Bucci sees this anniversary as a great opportunity to raise awareness about all the local and regional activity that led up to the passage of the 19th Amendment.
“There are a lot of new people in the region,” she said. “It seemed like a good time to highlight the event that took place right here in our own community.”
The event is free, and guests are encouraged to come in period attire — but it’s not required, Bucci said. They should, however, bring blankets and chairs for the outdoor portion of the evening. Parking can be found behind the courthouse in the county lot, and behind the Ontario County Historical Society, she said.
“If you’re into history, into the women’s suffrage movement and women’s rights, it’s a fun thing,” said Bucci, who will be dressed to the nines in period attire, and is presently in search of “the perfect hat.”
A costume-making party will be held at Wood Library on June 15 at 7:30 p.m. for people who want advice and help putting something together, she said.
“There is quite a legacy,” she said. “We’re encouraging families and young people to come. Many of those young people voted for the first time last year, and I really do think they value that right.”
Bucci firmly emphasized the focus of the observance.
“We don’t want this to be a political event,” she said. “We want to focus on the history and the legacy.”
Also on June 17 and 18, from noon to 4 p.m., the 1816 Farmington Quaker Meetinghouse will be open to visitors. The Meetinghouse, which is closed and under restoration at the corner of Sheldon Road and County Road 8 in Farmington, will feature displays detailing its history of activism and support for Seneca land rights, the abolition of slavery, women’s equality and suffrage. Guests will stand where Frederick Douglass, Susan B. Anthony and other great social reformers once spoke. Refreshments will be served, and a self-guided driving tour of local historic sites provided.
For more information, find Ontario County Historical Society on Facebook and visit the Susan B. Anthony Legacy Event page.
If you go
WHAT Susan B. Anthony Legacy Event
WHEN Saturday, June 17, 7 to 9 p.m.
WHERE Ontario County Historical Society, 55 N. Main St., proceeding to Ontario County Courthouse, 27 N. Main St., Canandaigua
INFO Find Ontario County Historical Society on Facebook and visit the Susan B. Anthony Legacy Event page. To be a suffrage protester, call 585-394-4975.
Did you know?
In November 1873, Susan B. Anthony registered to vote and cast a vote in an election in Rochester. For this act, she was charged with a federal crime for voting without the legal right to do so as “a person of the female sex.” On June 17, 1873, Anthony’s trial began at the Ontario County Courthouse in Canandaigua, where she was found guilty a few short days later.

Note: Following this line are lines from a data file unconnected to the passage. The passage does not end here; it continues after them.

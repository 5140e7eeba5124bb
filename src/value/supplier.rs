//! The second stage of a value decision.

use std::fmt;
use std::marker::PhantomData;

use crate::trace::trace_branch;

/// A value decision with its `True` branch attached.
///
/// Holds the `True` producer only when the clause was `True`. It is
/// consumed by [`ValueSupplier::otherwise`] or [`ValueSupplier::optional`],
/// each of which calls at most one producer.
///
/// # Examples
///
/// ```rust
/// use conditional::prelude::*;
///
/// let name: Option<&str> = None;
/// let greeting = value::when(name.is_some())
///     .then(|| format!("hello, {}", name.unwrap_or_default()))
///     .otherwise(|| "hello, stranger".to_string());
/// assert_eq!(greeting, "hello, stranger");
/// ```
#[must_use = "a value supplier does nothing until `otherwise` or `optional` is called"]
pub struct ValueSupplier<T, F> {
    producer: Option<F>,
    marker: PhantomData<fn() -> T>,
}

impl<T, F> ValueSupplier<T, F> {
    /// Returns `true` if the decision selected the `True` branch.
    #[inline]
    pub const fn is_true(&self) -> bool {
        self.producer.is_some()
    }
}

impl<T, F> ValueSupplier<T, F>
where
    F: FnOnce() -> T,
{
    #[inline]
    pub(super) const fn holding(producer: F) -> Self {
        Self {
            producer: Some(producer),
            marker: PhantomData,
        }
    }

    #[inline]
    pub(super) const fn empty() -> Self {
        Self {
            producer: None,
            marker: PhantomData,
        }
    }

    /// Resolves the decision, calling exactly one of the two producers.
    ///
    /// # Examples
    ///
    /// ```rust
    /// use conditional::prelude::*;
    ///
    /// let parity = value::when(7 % 2 == 0)
    ///     .then(|| "even")
    ///     .otherwise(|| "odd");
    /// assert_eq!(parity, "odd");
    /// ```
    #[inline]
    pub fn otherwise<G>(self, producer: G) -> T
    where
        G: FnOnce() -> T,
    {
        trace_branch!("value.otherwise", self.is_true());
        match self.producer {
            Some(true_producer) => true_producer(),
            None => producer(),
        }
    }

    /// Resolves the decision into an `Option`.
    ///
    /// Returns `Some` with the `True` value, or `None` without calling
    /// anything.
    ///
    /// # Examples
    ///
    /// ```rust
    /// use conditional::prelude::*;
    ///
    /// assert_eq!(value::when(true).then(|| 42).optional(), Some(42));
    /// assert_eq!(value::when(false).then(|| 42).optional(), None);
    /// ```
    #[inline]
    pub fn optional(self) -> Option<T> {
        trace_branch!("value.optional", self.is_true());
        self.producer.map(|true_producer| true_producer())
    }
}

impl<T, F> fmt::Debug for ValueSupplier<T, F> {
    fn fmt(&self, formatter: &mut fmt::Formatter<'_>) -> fmt::Result {
        formatter
            .debug_struct("ValueSupplier")
            .field("holds_producer", &self.producer.is_some())
            .finish()
    }
}
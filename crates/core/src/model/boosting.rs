//! Gradient-boosted tree ensembles for spread classification and regression
//!
//! Both estimators share one additive model:
//!
//! ```text
//! raw(x) = init + learning_rate · Σ tree_m(x)
//! ```
//!
//! The regressor fits squared error (prior = target mean, leaves = residual
//! means). The classifier fits binomial deviance (prior = log-odds of the
//! positive rate, leaves = one Newton step) and maps `raw` through the logistic
//! function. Hyper-parameter defaults match the ones the spread models were
//! tuned with: 200 trees of depth 5, learning rate 0.1.

use crate::error::{IgnisError, IgnisResult};
use crate::features::FEATURE_NAMES;
use crate::model::tree::{RegressionTree, TreeLimits};
use chrono::{DateTime, Utc};
use rand::rngs::StdRng;
use rand::seq::index::sample;
use rand::SeedableRng;
use rayon::prelude::*;
use serde::{Deserialize, Serialize};
use std::fs::File;
use std::io::{BufReader, BufWriter};
use std::path::Path;
use tracing::{debug, info};

/// Probability clamp for the log-odds prior
const PRIOR_EPSILON: f64 = 1e-12;

/// Newton denominators below this give a zero leaf
const NEWTON_EPSILON: f64 = 1e-150;

/// Boosting hyper-parameters
#[derive(Debug, Clone, Copy, PartialEq, Serialize, Deserialize)]
#[serde(default)]
pub struct GbmParams {
    pub n_estimators: usize,
    pub max_depth: usize,
    pub learning_rate: f64,
    pub min_samples_split: usize,
    pub min_samples_leaf: usize,
    /// Fraction of rows drawn (without replacement) for each tree
    pub subsample: f64,
    pub random_state: u64,
}

impl Default for GbmParams {
    fn default() -> Self {
        Self {
            n_estimators: 200,
            max_depth: 5,
            learning_rate: 0.1,
            min_samples_split: 5,
            min_samples_leaf: 2,
            subsample: 1.0,
            random_state: 42,
        }
    }
}

impl GbmParams {
    /// Reject values that would make training meaningless
    pub fn validate(&self) -> IgnisResult<()> {
        if self.n_estimators == 0 {
            return Err(IgnisError::Config("n_estimators must be > 0".to_string()));
        }
        if !(self.learning_rate > 0.0 && self.learning_rate.is_finite()) {
            return Err(IgnisError::Config(format!(
                "learning_rate must be positive, got {}",
                self.learning_rate
            )));
        }
        if !(self.subsample > 0.0 && self.subsample <= 1.0) {
            return Err(IgnisError::Config(format!(
                "subsample must be in (0, 1], got {}",
                self.subsample
            )));
        }
        Ok(())
    }

    fn limits(&self) -> TreeLimits {
        TreeLimits {
            max_depth: self.max_depth,
            min_samples_split: self.min_samples_split,
            min_samples_leaf: self.min_samples_leaf,
        }
    }
}

/// Training objective
#[derive(Debug, Clone, Copy, PartialEq, Eq, Serialize, Deserialize)]
#[serde(rename_all = "snake_case")]
pub enum Objective {
    SquaredError,
    BinomialDeviance,
}

/// Loss-specific pieces of the boosting loop
pub trait Loss: Sync {
    /// Constant raw prediction before any tree
    fn initial_raw(&self, y: &[f64]) -> f64;

    /// Pseudo-residual for one sample
    fn negative_gradient(&self, y: f64, raw: f64) -> f64;

    /// Output of a leaf reached by `indices`
    fn leaf_value(&self, indices: &[usize], y: &[f64], residual: &[f64]) -> f64;

    /// Mean loss over the training set
    fn loss(&self, y: &[f64], raw: &[f64]) -> f64;

    /// Tag stored in the model file
    fn objective(&self) -> Objective;
}

/// Least squares
#[derive(Debug, Clone, Copy, Default)]
pub struct SquaredError;

impl Loss for SquaredError {
    fn initial_raw(&self, y: &[f64]) -> f64 {
        if y.is_empty() {
            0.0
        } else {
            y.iter().sum::<f64>() / y.len() as f64
        }
    }

    fn negative_gradient(&self, y: f64, raw: f64) -> f64 {
        y - raw
    }

    fn leaf_value(&self, indices: &[usize], _y: &[f64], residual: &[f64]) -> f64 {
        if indices.is_empty() {
            return 0.0;
        }
        indices.iter().map(|&i| residual[i]).sum::<f64>() / indices.len() as f64
    }

    fn loss(&self, y: &[f64], raw: &[f64]) -> f64 {
        mean(y.iter().zip(raw).map(|(t, p)| (t - p) * (t - p)))
    }

    fn objective(&self) -> Objective {
        Objective::SquaredError
    }
}

/// Logistic loss for 0/1 targets
#[derive(Debug, Clone, Copy, Default)]
pub struct BinomialDeviance;

impl Loss for BinomialDeviance {
    fn initial_raw(&self, y: &[f64]) -> f64 {
        let p = SquaredError
            .initial_raw(y)
            .clamp(PRIOR_EPSILON, 1.0 - PRIOR_EPSILON);
        (p / (1.0 - p)).ln()
    }

    fn negative_gradient(&self, y: f64, raw: f64) -> f64 {
        y - sigmoid(raw)
    }

    fn leaf_value(&self, indices: &[usize], y: &[f64], residual: &[f64]) -> f64 {
        let (numerator, denominator) = indices.iter().fold((0.0, 0.0), |(num, den), &i| {
            let p = y[i] - residual[i];
            (num + residual[i], den + p * (1.0 - p))
        });
        if denominator.abs() < NEWTON_EPSILON {
            0.0
        } else {
            numerator / denominator
        }
    }

    fn loss(&self, y: &[f64], raw: &[f64]) -> f64 {
        // log(1 + e^r) - y·r, written to avoid overflow for large |r|
        mean(y.iter().zip(raw).map(|(t, r)| {
            let softplus = if *r > 0.0 {
                r + (-r).exp().ln_1p()
            } else {
                r.exp().ln_1p()
            };
            softplus - t * r
        }))
    }

    fn objective(&self) -> Objective {
        Objective::BinomialDeviance
    }
}

fn mean<I: Iterator<Item = f64>>(values: I) -> f64 {
    let (sum, n) = values.fold((0.0, 0usize), |(s, n), v| (s + v, n + 1));
    if n == 0 {
        0.0
    } else {
        sum / n as f64
    }
}

/// Logistic function
#[inline]
pub fn sigmoid(raw: f64) -> f64 {
    1.0 / (1.0 + (-raw).exp())
}

/// Fitted additive tree ensemble, shared by both estimators
#[derive(Debug, Clone, PartialEq, Serialize, Deserialize)]
pub struct BoostedTrees {
    pub objective: Objective,
    pub params: GbmParams,
    pub feature_names: Vec<String>,
    pub init_raw: f64,
    pub trees: Vec<RegressionTree>,
    /// Normalized impurity-based importances (sum to 1 when any split exists)
    pub feature_importances: Vec<f64>,
    /// Mean training loss after each stage
    pub train_loss: Vec<f64>,
    pub trained_at: DateTime<Utc>,
}

impl BoostedTrees {
    /// Run the boosting loop
    pub fn fit<R, L>(x: &[R], y: &[f64], params: GbmParams, loss: &L) -> IgnisResult<Self>
    where
        R: AsRef<[f64]> + Sync,
        L: Loss,
    {
        params.validate()?;
        let n_features = check_matrix(x, y.len())?;

        let n = y.len();
        let init_raw = loss.initial_raw(y);
        let mut raw = vec![init_raw; n];
        let mut residual = vec![0.0; n];
        let mut importances = vec![0.0; n_features];
        let mut trees = Vec::with_capacity(params.n_estimators);
        let mut train_loss = Vec::with_capacity(params.n_estimators);
        let mut rng = StdRng::seed_from_u64(params.random_state);
        let sample_size = ((params.subsample * n as f64).round() as usize).clamp(1, n);

        for stage in 0..params.n_estimators {
            residual
                .par_iter_mut()
                .zip(y.par_iter().zip(raw.par_iter()))
                .for_each(|(r, (&t, &p))| *r = loss.negative_gradient(t, p));

            let mut indices: Vec<usize> = if sample_size < n {
                sample(&mut rng, n, sample_size).into_vec()
            } else {
                (0..n).collect()
            };
            indices.sort_unstable();

            let tree = RegressionTree::fit(
                x,
                &residual,
                &indices,
                params.limits(),
                |leaf: &[usize]| loss.leaf_value(leaf, y, &residual),
                &mut importances,
            );

            raw.par_iter_mut()
                .zip(x.par_iter())
                .for_each(|(p, row)| *p += params.learning_rate * tree.predict(row.as_ref()));
            trees.push(tree);

            let stage_loss = loss.loss(y, &raw);
            train_loss.push(stage_loss);
            if (stage + 1) % 20 == 0 || stage == 0 {
                info!("Iter {:>4}: train loss {:.4}", stage + 1, stage_loss);
            } else {
                debug!("Iter {:>4}: train loss {:.6}", stage + 1, stage_loss);
            }
        }

        let total: f64 = importances.iter().sum();
        if total > 0.0 {
            for imp in &mut importances {
                *imp /= total;
            }
        }

        Ok(Self {
            objective: loss.objective(),
            params,
            feature_names: feature_names_for(n_features),
            init_raw,
            trees,
            feature_importances: importances,
            train_loss,
            trained_at: Utc::now(),
        })
    }

    /// Width of the rows this ensemble was trained on
    pub fn n_features(&self) -> usize {
        self.feature_names.len()
    }

    /// Additive score for one row
    pub fn raw_predict(&self, row: &[f64]) -> IgnisResult<f64> {
        if row.len() != self.n_features() {
            return Err(IgnisError::InvalidInput(format!(
                "expected {} features, got {}",
                self.n_features(),
                row.len()
            )));
        }
        let sum: f64 = self.trees.iter().map(|t| t.predict(row)).sum();
        Ok(self.init_raw + self.params.learning_rate * sum)
    }

    /// Additive scores for many rows, in parallel
    pub fn raw_predict_batch<R: AsRef<[f64]> + Sync>(&self, rows: &[R]) -> IgnisResult<Vec<f64>> {
        rows.par_iter()
            .map(|row| self.raw_predict(row.as_ref()))
            .collect()
    }

    /// Importances sorted from most to least useful
    pub fn ranked_importances(&self) -> Vec<(&str, f64)> {
        let mut ranked: Vec<(&str, f64)> = self
            .feature_names
            .iter()
            .map(String::as_str)
            .zip(self.feature_importances.iter().copied())
            .collect();
        ranked.sort_by(|a, b| b.1.total_cmp(&a.1));
        ranked
    }

    fn save<P: AsRef<Path>>(&self, path: P) -> IgnisResult<()> {
        let writer = BufWriter::new(File::create(path)?);
        serde_json::to_writer(writer, self)?;
        Ok(())
    }

    fn load<P: AsRef<Path>>(path: P, expected: Objective) -> IgnisResult<Self> {
        let reader = BufReader::new(File::open(path.as_ref())?);
        let model: Self = serde_json::from_reader(reader)?;
        if model.objective != expected {
            return Err(IgnisError::InvalidInput(format!(
                "{} holds a {:?} model, expected {:?}",
                path.as_ref().display(),
                model.objective,
                expected
            )));
        }
        if let Some(bad) = model.trees.iter().position(|t| !t.is_well_formed()) {
            return Err(IgnisError::InvalidInput(format!(
                "{}: tree {bad} has dangling or cyclic node links",
                path.as_ref().display()
            )));
        }
        if model
            .trees
            .iter()
            .filter_map(RegressionTree::max_feature)
            .any(|f| f >= model.n_features())
        {
            return Err(IgnisError::InvalidInput(format!(
                "{} references features beyond its {} columns",
                path.as_ref().display(),
                model.n_features()
            )));
        }
        Ok(model)
    }
}

/// Row width shared by every row, checked against the label count
fn check_matrix<R: AsRef<[f64]>>(x: &[R], labels: usize) -> IgnisResult<usize> {
    if x.is_empty() {
        return Err(IgnisError::InvalidInput("training set is empty".to_string()));
    }
    if x.len() != labels {
        return Err(IgnisError::InvalidInput(format!(
            "{} rows but {} labels",
            x.len(),
            labels
        )));
    }
    let width = x[0].as_ref().len();
    if let Some(bad) = x.iter().position(|r| r.as_ref().len() != width) {
        return Err(IgnisError::InvalidInput(format!(
            "row {bad} has {} features, expected {width}",
            x[bad].as_ref().len()
        )));
    }
    Ok(width)
}

/// Canonical names when the width matches the spread layout, positional otherwise
fn feature_names_for(n_features: usize) -> Vec<String> {
    if n_features == FEATURE_NAMES.len() {
        FEATURE_NAMES.iter().map(ToString::to_string).collect()
    } else {
        (0..n_features).map(|i| format!("f{i}")).collect()
    }
}

/// Binary spread classifier (binomial deviance)
#[derive(Debug, Clone, PartialEq, Serialize, Deserialize)]
#[serde(transparent)]
pub struct GradientBoostingClassifier {
    model: BoostedTrees,
}

impl GradientBoostingClassifier {
    /// Fit on 0/1 labels
    pub fn fit<R: AsRef<[f64]> + Sync>(
        x: &[R],
        labels: &[u8],
        params: GbmParams,
    ) -> IgnisResult<Self> {
        if let Some(bad) = labels.iter().find(|&&l| l > 1) {
            return Err(IgnisError::InvalidInput(format!(
                "classifier labels must be 0 or 1, got {bad}"
            )));
        }
        let y: Vec<f64> = labels.iter().map(|&l| f64::from(l)).collect();
        Ok(Self {
            model: BoostedTrees::fit(x, &y, params, &BinomialDeviance)?,
        })
    }

    /// Probability of the positive class
    pub fn predict_proba(&self, row: &[f64]) -> IgnisResult<f64> {
        self.model.raw_predict(row).map(sigmoid)
    }

    /// Hard label (positive when probability exceeds one half)
    pub fn predict(&self, row: &[f64]) -> IgnisResult<bool> {
        Ok(self.model.raw_predict(row)? > 0.0)
    }

    /// Positive-class probabilities for many rows
    pub fn predict_proba_batch<R: AsRef<[f64]> + Sync>(&self, rows: &[R]) -> IgnisResult<Vec<f64>> {
        Ok(self
            .model
            .raw_predict_batch(rows)?
            .into_iter()
            .map(sigmoid)
            .collect())
    }

    /// Underlying ensemble
    pub fn ensemble(&self) -> &BoostedTrees {
        &self.model
    }

    /// Persist as JSON
    pub fn save<P: AsRef<Path>>(&self, path: P) -> IgnisResult<()> {
        self.model.save(path)
    }

    /// Load a classifier file, rejecting regressor files
    pub fn load<P: AsRef<Path>>(path: P) -> IgnisResult<Self> {
        Ok(Self {
            model: BoostedTrees::load(path, Objective::BinomialDeviance)?,
        })
    }
}

/// Spread-ratio regressor (squared error)
#[derive(Debug, Clone, PartialEq, Serialize, Deserialize)]
#[serde(transparent)]
pub struct GradientBoostingRegressor {
    model: BoostedTrees,
}

impl GradientBoostingRegressor {
    /// Fit on continuous targets
    pub fn fit<R: AsRef<[f64]> + Sync>(x: &[R], y: &[f64], params: GbmParams) -> IgnisResult<Self> {
        Ok(Self {
            model: BoostedTrees::fit(x, y, params, &SquaredError)?,
        })
    }

    /// Predicted value for one row
    pub fn predict(&self, row: &[f64]) -> IgnisResult<f64> {
        self.model.raw_predict(row)
    }

    /// Predicted values for many rows
    pub fn predict_batch<R: AsRef<[f64]> + Sync>(&self, rows: &[R]) -> IgnisResult<Vec<f64>> {
        self.model.raw_predict_batch(rows)
    }

    /// Underlying ensemble
    pub fn ensemble(&self) -> &BoostedTrees {
        &self.model
    }

    /// Persist as JSON
    pub fn save<P: AsRef<Path>>(&self, path: P) -> IgnisResult<()> {
        self.model.save(path)
    }

    /// Load a regressor file, rejecting classifier files
    pub fn load<P: AsRef<Path>>(path: P) -> IgnisResult<Self> {
        Ok(Self {
            model: BoostedTrees::load(path, Objective::SquaredError)?,
        })
    }
}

Anthony spent the next 50 or more years of her life fighting for the right to vote. She worked tirelessly, giving speeches, petitioning Congress and state legislatures, and publishing a feminist newspaper. Eleven years after her death in 1906, her cause succeeded in New York state in 1917, and nationally on Aug. 18, 1920, with the ratification of the 19th Amendment to the U.S. Constitution.